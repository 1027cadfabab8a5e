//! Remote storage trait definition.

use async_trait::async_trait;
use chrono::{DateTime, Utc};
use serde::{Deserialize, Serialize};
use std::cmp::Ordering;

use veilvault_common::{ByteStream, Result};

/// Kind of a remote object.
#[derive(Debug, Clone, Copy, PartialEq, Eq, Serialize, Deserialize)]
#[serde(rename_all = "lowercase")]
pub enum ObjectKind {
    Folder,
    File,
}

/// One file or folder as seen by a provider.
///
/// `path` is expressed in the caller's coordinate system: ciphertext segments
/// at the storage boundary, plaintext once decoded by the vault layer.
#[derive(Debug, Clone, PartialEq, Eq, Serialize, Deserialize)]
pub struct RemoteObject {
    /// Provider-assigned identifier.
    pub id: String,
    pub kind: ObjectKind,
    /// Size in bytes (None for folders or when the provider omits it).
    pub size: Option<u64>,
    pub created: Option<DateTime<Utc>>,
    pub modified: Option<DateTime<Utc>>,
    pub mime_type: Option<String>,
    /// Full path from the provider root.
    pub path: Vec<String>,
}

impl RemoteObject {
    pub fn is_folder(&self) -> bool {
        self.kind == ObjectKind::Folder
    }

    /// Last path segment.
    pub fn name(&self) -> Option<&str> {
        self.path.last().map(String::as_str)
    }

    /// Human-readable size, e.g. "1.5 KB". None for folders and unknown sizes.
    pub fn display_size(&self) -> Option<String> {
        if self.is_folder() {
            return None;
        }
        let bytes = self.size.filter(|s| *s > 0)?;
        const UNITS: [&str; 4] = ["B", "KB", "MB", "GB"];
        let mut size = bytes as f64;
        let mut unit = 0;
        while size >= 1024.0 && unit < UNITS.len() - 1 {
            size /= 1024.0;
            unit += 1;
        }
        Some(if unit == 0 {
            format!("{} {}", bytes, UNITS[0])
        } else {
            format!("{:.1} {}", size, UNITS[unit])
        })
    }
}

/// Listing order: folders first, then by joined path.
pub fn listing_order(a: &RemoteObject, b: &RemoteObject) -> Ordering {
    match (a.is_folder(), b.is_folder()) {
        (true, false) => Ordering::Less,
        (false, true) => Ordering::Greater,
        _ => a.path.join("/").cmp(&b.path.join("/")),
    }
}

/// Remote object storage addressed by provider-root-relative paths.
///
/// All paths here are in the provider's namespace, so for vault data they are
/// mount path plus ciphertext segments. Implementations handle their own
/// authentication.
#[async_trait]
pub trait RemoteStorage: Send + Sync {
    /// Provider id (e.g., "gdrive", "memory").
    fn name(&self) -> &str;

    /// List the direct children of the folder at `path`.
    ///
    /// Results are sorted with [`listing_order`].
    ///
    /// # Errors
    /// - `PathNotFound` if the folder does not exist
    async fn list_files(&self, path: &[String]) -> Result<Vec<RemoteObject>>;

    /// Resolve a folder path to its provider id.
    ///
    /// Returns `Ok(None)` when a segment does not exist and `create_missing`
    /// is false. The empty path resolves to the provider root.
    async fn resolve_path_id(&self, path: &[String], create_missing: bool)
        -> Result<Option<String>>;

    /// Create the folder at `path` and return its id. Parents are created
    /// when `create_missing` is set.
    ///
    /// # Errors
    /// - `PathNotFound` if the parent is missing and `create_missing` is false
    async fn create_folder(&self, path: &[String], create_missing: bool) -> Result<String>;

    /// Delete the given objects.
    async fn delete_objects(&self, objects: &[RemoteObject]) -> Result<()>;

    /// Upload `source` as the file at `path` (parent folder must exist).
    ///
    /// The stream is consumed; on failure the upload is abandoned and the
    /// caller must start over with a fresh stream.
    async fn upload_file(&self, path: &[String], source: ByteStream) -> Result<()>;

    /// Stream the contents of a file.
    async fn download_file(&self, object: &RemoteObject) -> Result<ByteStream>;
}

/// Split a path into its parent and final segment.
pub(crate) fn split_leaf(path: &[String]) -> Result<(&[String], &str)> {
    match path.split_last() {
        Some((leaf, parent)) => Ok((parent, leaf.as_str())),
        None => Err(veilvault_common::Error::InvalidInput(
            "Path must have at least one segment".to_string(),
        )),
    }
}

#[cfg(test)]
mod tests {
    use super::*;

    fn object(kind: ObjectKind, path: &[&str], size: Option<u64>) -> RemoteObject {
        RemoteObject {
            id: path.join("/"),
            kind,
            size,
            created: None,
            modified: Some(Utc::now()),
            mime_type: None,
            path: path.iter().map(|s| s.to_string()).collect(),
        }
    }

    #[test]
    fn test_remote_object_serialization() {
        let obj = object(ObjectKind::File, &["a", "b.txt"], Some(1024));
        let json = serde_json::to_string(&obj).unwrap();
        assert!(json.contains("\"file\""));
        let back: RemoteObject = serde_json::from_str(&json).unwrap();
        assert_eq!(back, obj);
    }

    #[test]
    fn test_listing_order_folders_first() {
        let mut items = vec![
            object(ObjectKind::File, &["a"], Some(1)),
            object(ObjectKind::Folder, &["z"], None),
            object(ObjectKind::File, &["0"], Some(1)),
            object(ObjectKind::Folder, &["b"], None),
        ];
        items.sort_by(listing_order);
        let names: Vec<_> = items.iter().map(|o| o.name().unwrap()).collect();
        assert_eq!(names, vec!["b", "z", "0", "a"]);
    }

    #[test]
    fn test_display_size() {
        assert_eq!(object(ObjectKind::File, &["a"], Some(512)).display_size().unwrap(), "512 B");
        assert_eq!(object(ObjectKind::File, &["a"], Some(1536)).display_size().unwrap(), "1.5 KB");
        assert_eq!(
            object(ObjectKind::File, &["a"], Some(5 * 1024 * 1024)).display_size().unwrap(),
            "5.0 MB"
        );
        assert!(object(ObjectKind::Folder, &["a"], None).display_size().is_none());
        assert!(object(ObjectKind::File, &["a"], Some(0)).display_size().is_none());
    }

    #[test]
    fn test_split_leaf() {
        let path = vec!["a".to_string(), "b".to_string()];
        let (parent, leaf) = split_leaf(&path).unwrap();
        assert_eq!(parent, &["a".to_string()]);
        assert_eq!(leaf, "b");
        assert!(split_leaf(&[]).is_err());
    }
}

- Exercise
Your reply is to be the number of lines above in which the word "Clone" appears, and nothing else.

- Output of the exercise
2